Él me dijo que, como siempre pensó en mí como una persona tan fuerte como capaz, y que, aunque lo bajito en las personas es siempre notorio, sin ser yo la excepción, él ni siquiera había contemplado el hecho de que yo fuera bajita como yo decía (o como decían los demás) como un tema de discusión.


No pareciera importante, pero ese fue el empujoncillo ése del que les hablaba. El que necesitaba. Con él, sentí que se había disipado la humareda que había estado nublando, durante algún tiempo adentro de mi cabeza, la claridad que trae la luz de la auto-aceptación: que ser chaparrito (y aquí puede ponerse cualquier calificativo relacionado a lo físico) no es una transgresión, como aquellos criticones me hicieron sentir. Es el regalo de la unicidad que trae la vida, parte de la suma de muchas otras virtudes únicas; pues mis características físicas, cognitivas, y/o emocionales, cada una en exclusividad, no determinan quién soy, ni delimitan mis deseos y otras virtudes que son, normalmente, invisibles a los ojos de los demás.


Pero habrá que tener cuidado. No todos, ni los chaparros, ni los altos, ni los gordos, ni los flacos, estamos exentos de caer en la desgracia de los complejos de superioridad, que pueden llegar a obviar nuestra abundante pequeñez emocional, más que nuestra limitada estatura física. O cualquier otro límite.


Ciertamente, estamos rodeados de hombres (y mujeres) pequeños. Y tal vez, mientras tengamos que recorrer este camino del aprendizaje, nos toque también, en turno, sufrir de cierta pequeñez de vez en cuando.
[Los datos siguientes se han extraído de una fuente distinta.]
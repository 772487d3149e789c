use std::env;
use std::fs;
use std::path::{Path, PathBuf};

use anyhow::{Context, Result};
use serde::{Deserialize, Serialize};

use crate::backend::InferenceBackend;
use crate::error::InpaintError;
use crate::media::masks::MaskOptions;
use crate::model::ModelVariant;
use crate::sampler::ReferenceLimit;
use crate::schedule::{ScheduleParams, DEFAULT_NEIGHBOR_STRIDE, DEFAULT_REFERENCE_STEP};

const CONFIG_FILE_NAME: &str = "config.toml";
const ENV_DATA_DIR: &str = "VIDFILL_DATA_DIR";

#[derive(Debug, Clone, Default, Serialize, Deserialize, PartialEq)]
#[serde(default)]
pub struct AppConfig {
    pub paths: PathsConfig,
    pub inference: InferenceConfig,
    pub schedule: ScheduleConfig,
    pub mask: MaskOptions,
    pub output: OutputConfig,
}

#[derive(Debug, Clone, Serialize, Deserialize, PartialEq, Eq)]
#[serde(default)]
pub struct PathsConfig {
    /// Relative checkpoint paths are looked up here when not found as given.
    pub models_dir: PathBuf,
    pub trt_cache_dir: PathBuf,
}

#[derive(Debug, Clone, Default, Serialize, Deserialize, PartialEq, Eq)]
#[serde(default)]
pub struct InferenceConfig {
    pub backend: InferenceBackend,
    pub model: ModelVariant,
}

#[derive(Debug, Clone, Serialize, Deserialize, PartialEq, Eq)]
#[serde(default)]
pub struct ScheduleConfig {
    pub step: usize,
    /// `-1` samples references across the whole video.
    pub num_ref: i64,
    pub neighbor_stride: usize,
}

#[derive(Debug, Clone, Serialize, Deserialize, PartialEq)]
#[serde(default)]
pub struct OutputConfig {
    pub fps: f64,
    pub codec: String,
    pub crf: u32,
    pub pixel_format: String,
}

impl Default for PathsConfig {
    fn default() -> Self {
        Self {
            models_dir: PathBuf::from("models"),
            trt_cache_dir: PathBuf::from("trt_cache"),
        }
    }
}

impl Default for ScheduleConfig {
    fn default() -> Self {
        Self {
            step: DEFAULT_REFERENCE_STEP,
            num_ref: -1,
            neighbor_stride: DEFAULT_NEIGHBOR_STRIDE,
        }
    }
}

impl ScheduleConfig {
    pub fn to_params(&self) -> Result<ScheduleParams, InpaintError> {
        let params = ScheduleParams {
            neighbor_stride: self.neighbor_stride,
            reference_step: self.step,
            reference_limit: ReferenceLimit::from_signed(self.num_ref)?,
        };
        params.validate()?;
        Ok(params)
    }
}

impl Default for OutputConfig {
    fn default() -> Self {
        Self {
            fps: 24.0,
            codec: "libx264".to_string(),
            crf: 18,
            pixel_format: "yuv420p".to_string(),
        }
    }
}

impl AppConfig {
    pub fn load_from_path(path: &Path) -> Result<Self> {
        if !path.exists() {
            return Ok(Self::default());
        }

        let raw = fs::read_to_string(path)
            .with_context(|| format!("failed to read config file: {}", path.display()))?;

        if raw.trim().is_empty() {
            return Ok(Self::default());
        }

        toml::from_str(&raw)
            .with_context(|| format!("failed to parse config TOML: {}", path.display()))
    }

    pub fn save_to_path(&self, path: &Path) -> Result<()> {
        let parent = path
            .parent()
            .context("config path does not have a parent directory")?;
        fs::create_dir_all(parent)
            .with_context(|| format!("failed to create config directory: {}", parent.display()))?;

        let encoded = toml::to_string_pretty(self).context("failed to serialize config TOML")?;
        fs::write(path, encoded)
            .with_context(|| format!("failed to write config file: {}", path.display()))?;

        Ok(())
    }
}

/// Resolve the data directory: CLI override, then `VIDFILL_DATA_DIR`, then `./data`.
pub fn data_dir(cli_override: Option<&Path>) -> PathBuf {
    if let Some(path) = cli_override {
        return path.to_path_buf();
    }

    if let Some(env_dir) = env::var_os(ENV_DATA_DIR) {
        return PathBuf::from(env_dir);
    }

    PathBuf::from("data")
}

pub fn config_path(data_dir: &Path) -> PathBuf {
    data_dir.join(CONFIG_FILE_NAME)
}

/// Creates `data_dir` and writes a default `config.toml` if none exists yet.
pub fn initialize_data_dir(data_dir: &Path) -> Result<()> {
    fs::create_dir_all(data_dir)
        .with_context(|| format!("failed to create data directory: {}", data_dir.display()))?;

    let cfg_path = config_path(data_dir);
    if !cfg_path.exists() {
        AppConfig::default().save_to_path(&cfg_path)?;
    }

    Ok(())
}

/// Returns the path as-is if absolute, otherwise joins it to `base`.
pub fn resolve_relative_to(base: &Path, path: &Path) -> PathBuf {
    if path.is_absolute() {
        path.to_path_buf()
    } else {
        base.join(path)
    }
}

#[cfg(test)]
mod tests {
    use super::*;

    #[test]
    fn default_config_has_expected_values() {
        let cfg = AppConfig::default();

        assert_eq!(cfg.paths.models_dir, PathBuf::from("models"));
        assert_eq!(cfg.paths.trt_cache_dir, PathBuf::from("trt_cache"));
        assert_eq!(cfg.inference.backend, InferenceBackend::Cuda);
        assert_eq!(cfg.inference.model, ModelVariant::E2fgvi);
        assert_eq!(cfg.schedule.step, 10);
        assert_eq!(cfg.schedule.num_ref, -1);
        assert_eq!(cfg.schedule.neighbor_stride, 5);
        assert_eq!(cfg.mask.dilation_kernel, 10);
        assert_eq!(cfg.mask.dilation_iterations, 8);
        assert_eq!(cfg.output.fps, 24.0);
        assert_eq!(cfg.output.codec, "libx264");
    }

    #[test]
    fn toml_roundtrip_preserves_values() {
        let original = AppConfig::default();
        let encoded = toml::to_string_pretty(&original).expect("serialize config");
        let decoded: AppConfig = toml::from_str(&encoded).expect("deserialize config");
        assert_eq!(decoded, original);
    }

    #[test]
    fn partial_toml_fills_defaults() {
        let raw = "[inference]\nbackend = \"tensorrt\"\nmodel = \"e2fgvi_hq\"\n\n[schedule]\nnum_ref = 4\n";
        let cfg: AppConfig = toml::from_str(raw).expect("deserialize partial config");
        assert_eq!(cfg.inference.backend, InferenceBackend::Tensorrt);
        assert_eq!(cfg.inference.model, ModelVariant::E2fgviHq);
        assert_eq!(cfg.schedule.num_ref, 4);
        assert_eq!(cfg.schedule.step, 10);
        assert_eq!(cfg.output, OutputConfig::default());
    }

    #[test]
    fn schedule_config_to_params() {
        let params = ScheduleConfig::default().to_params().unwrap();
        assert_eq!(params, ScheduleParams::default());

        let bounded = ScheduleConfig {
            num_ref: 3,
            ..ScheduleConfig::default()
        };
        assert_eq!(
            bounded.to_params().unwrap().reference_limit,
            ReferenceLimit::AtMost(3)
        );

        let invalid = ScheduleConfig {
            num_ref: -5,
            ..ScheduleConfig::default()
        };
        assert!(matches!(
            invalid.to_params(),
            Err(InpaintError::InvalidConfig(_))
        ));

        let zero_stride = ScheduleConfig {
            neighbor_stride: 0,
            ..ScheduleConfig::default()
        };
        assert!(zero_stride.to_params().is_err());
    }

    #[test]
    fn load_from_nonexistent_file_returns_defaults() {
        let dir = tempfile::tempdir().unwrap();
        let loaded = AppConfig::load_from_path(&dir.path().join("config.toml"))
            .expect("load config from nonexistent path");
        assert_eq!(loaded, AppConfig::default());
    }

    #[test]
    fn load_from_empty_file_returns_defaults() {
        let dir = tempfile::tempdir().unwrap();
        let path = dir.path().join("config.toml");
        fs::write(&path, "  \n").unwrap();
        assert_eq!(AppConfig::load_from_path(&path).unwrap(), AppConfig::default());
    }

    #[test]
    fn load_rejects_malformed_toml() {
        let dir = tempfile::tempdir().unwrap();
        let path = dir.path().join("config.toml");
        fs::write(&path, "[schedule\nstep = ").unwrap();
        let err = AppConfig::load_from_path(&path).unwrap_err();
        assert!(err.to_string().contains("failed to parse config TOML"));
    }

    #[test]
    fn data_dir_uses_cli_override() {
        let result = data_dir(Some(Path::new("/custom")));
        assert_eq!(result, PathBuf::from("/custom"));
    }

    #[test]
    fn data_dir_uses_env_var_when_no_cli() {
        env::set_var(ENV_DATA_DIR, "/env/path");
        let result = data_dir(None);
        env::remove_var(ENV_DATA_DIR);
        assert_eq!(result, PathBuf::from("/env/path"));
    }

    #[test]
    fn config_path_is_data_dir_join_config_toml() {
        let result = config_path(Path::new("/data"));
        assert_eq!(result, PathBuf::from("/data/config.toml"));
    }

    #[test]
    fn initialize_creates_data_dir_and_config() {
        let temp = tempfile::tempdir().unwrap();
        let data = temp.path().join("data");
        initialize_data_dir(&data).expect("initialize data dir");
        assert!(data.join("config.toml").exists());
        let loaded = AppConfig::load_from_path(&data.join("config.toml")).unwrap();
        assert_eq!(loaded, AppConfig::default());
    }

    #[test]
    fn initialize_preserves_existing_config() {
        let temp = tempfile::tempdir().unwrap();
        let cfg_path = temp.path().join("config.toml");
        let custom_content = "[output]\nfps = 30.0\n";
        fs::write(&cfg_path, custom_content).expect("write custom config");

        initialize_data_dir(temp.path()).expect("initialize data dir");

        let content = fs::read_to_string(&cfg_path).expect("read config");
        assert_eq!(content, custom_content);
    }

    #[test]
    fn resolve_relative_to_handles_both_kinds() {
        assert_eq!(
            resolve_relative_to(Path::new("/base"), Path::new("/abs/path")),
            PathBuf::from("/abs/path")
        );
        assert_eq!(
            resolve_relative_to(Path::new("/base"), Path::new("sub")),
            PathBuf::from("/base/sub")
        );
    }
}
//! Mirror padding of frame batches to the spatial multiples a model requires.
//!
//! Padding is always appended below and to the right of the original content, so the
//! inverse crop starts at `(0, 0)`. The appended rows/columns are a reflection of the
//! content that includes the edge pixel: row `h + y` copies row `h - 1 - y`.

use ndarray::{Array, ArrayBase, Axis, Data, RemoveAxis, Slice};

use crate::error::InpaintError;

/// Region of a padded batch that holds the original content.
#[derive(Debug, Clone, Copy, PartialEq, Eq)]
pub struct CropBox {
    pub height: usize,
    pub width: usize,
}

/// Rows (or columns) to append so that `dim` becomes a multiple of `multiple`.
///
/// A `multiple` of zero or one never pads.
pub fn pad_amount(dim: usize, multiple: usize) -> usize {
    if multiple <= 1 {
        return 0;
    }
    (multiple - dim % multiple) % multiple
}

/// Source index for every position of a mirror-padded axis of length `dim + pad`.
///
/// Positions past the original content walk back over it, and bounce again if the pad is
/// longer than the content itself.
pub fn mirror_indices(dim: usize, pad: usize) -> Vec<usize> {
    let period = 2 * dim;
    (0..dim + pad)
        .map(|p| {
            let q = p % period;
            if q < dim {
                q
            } else {
                period - 1 - q
            }
        })
        .collect()
}

/// Pads the last two axes (height, width) of `batch` up to the given multiples.
///
/// Works for any batch layout whose trailing axes are `[.., H, W]`, e.g. `[1, K, 3, H, W]`
/// or `[K, 3, H, W]`.
pub fn pad_spatial<A, S, D>(
    batch: &ArrayBase<S, D>,
    multiple_h: usize,
    multiple_w: usize,
) -> Result<(Array<A, D>, CropBox), InpaintError>
where
    A: Clone,
    S: Data<Elem = A>,
    D: RemoveAxis,
{
    let (h_axis, w_axis) = spatial_axes(batch.ndim())?;
    let height = batch.len_of(h_axis);
    let width = batch.len_of(w_axis);
    if height == 0 || width == 0 {
        return Err(InpaintError::InvalidInput(format!(
            "cannot pad an empty {height}x{width} batch"
        )));
    }

    let rows = mirror_indices(height, pad_amount(height, multiple_h));
    let cols = mirror_indices(width, pad_amount(width, multiple_w));

    let padded = batch.select(h_axis, &rows).select(w_axis, &cols);
    Ok((padded, CropBox { height, width }))
}

/// Cuts the top-left `crop` region out of the last two axes of `batch`.
pub fn crop_spatial<A, S, D>(
    batch: &ArrayBase<S, D>,
    crop: CropBox,
) -> Result<Array<A, D>, InpaintError>
where
    A: Clone,
    S: Data<Elem = A>,
    D: RemoveAxis,
{
    let (h_axis, w_axis) = spatial_axes(batch.ndim())?;
    let height = batch.len_of(h_axis);
    let width = batch.len_of(w_axis);
    if height < crop.height || width < crop.width {
        return Err(InpaintError::InvalidInput(format!(
            "cannot crop {}x{} out of a {height}x{width} batch",
            crop.height, crop.width
        )));
    }

    let cropped = batch
        .slice_axis(h_axis, Slice::from(0..crop.height))
        .slice_axis(w_axis, Slice::from(0..crop.width))
        .to_owned();
    Ok(cropped)
}

fn spatial_axes(ndim: usize) -> Result<(Axis, Axis), InpaintError> {
    if ndim < 2 {
        return Err(InpaintError::InvalidInput(format!(
            "expected at least 2 spatial axes, got {ndim}-d batch"
        )));
    }
    Ok((Axis(ndim - 2), Axis(ndim - 1)))
}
Y, aunque seguí (y sigo) usando tacones de todas las medidas aptas para el uso humano, y mucha gente sigue utilizando el asunto de mi estatura como un aburrido e irreverente tema dizque rompe-hielo, la aceptación de mi estatura fue el desencadenante que me hizo entender que, en lo relativo a lo emocional, el tamaño sí importa.


Con 1.53 m de estatura,

Miss V.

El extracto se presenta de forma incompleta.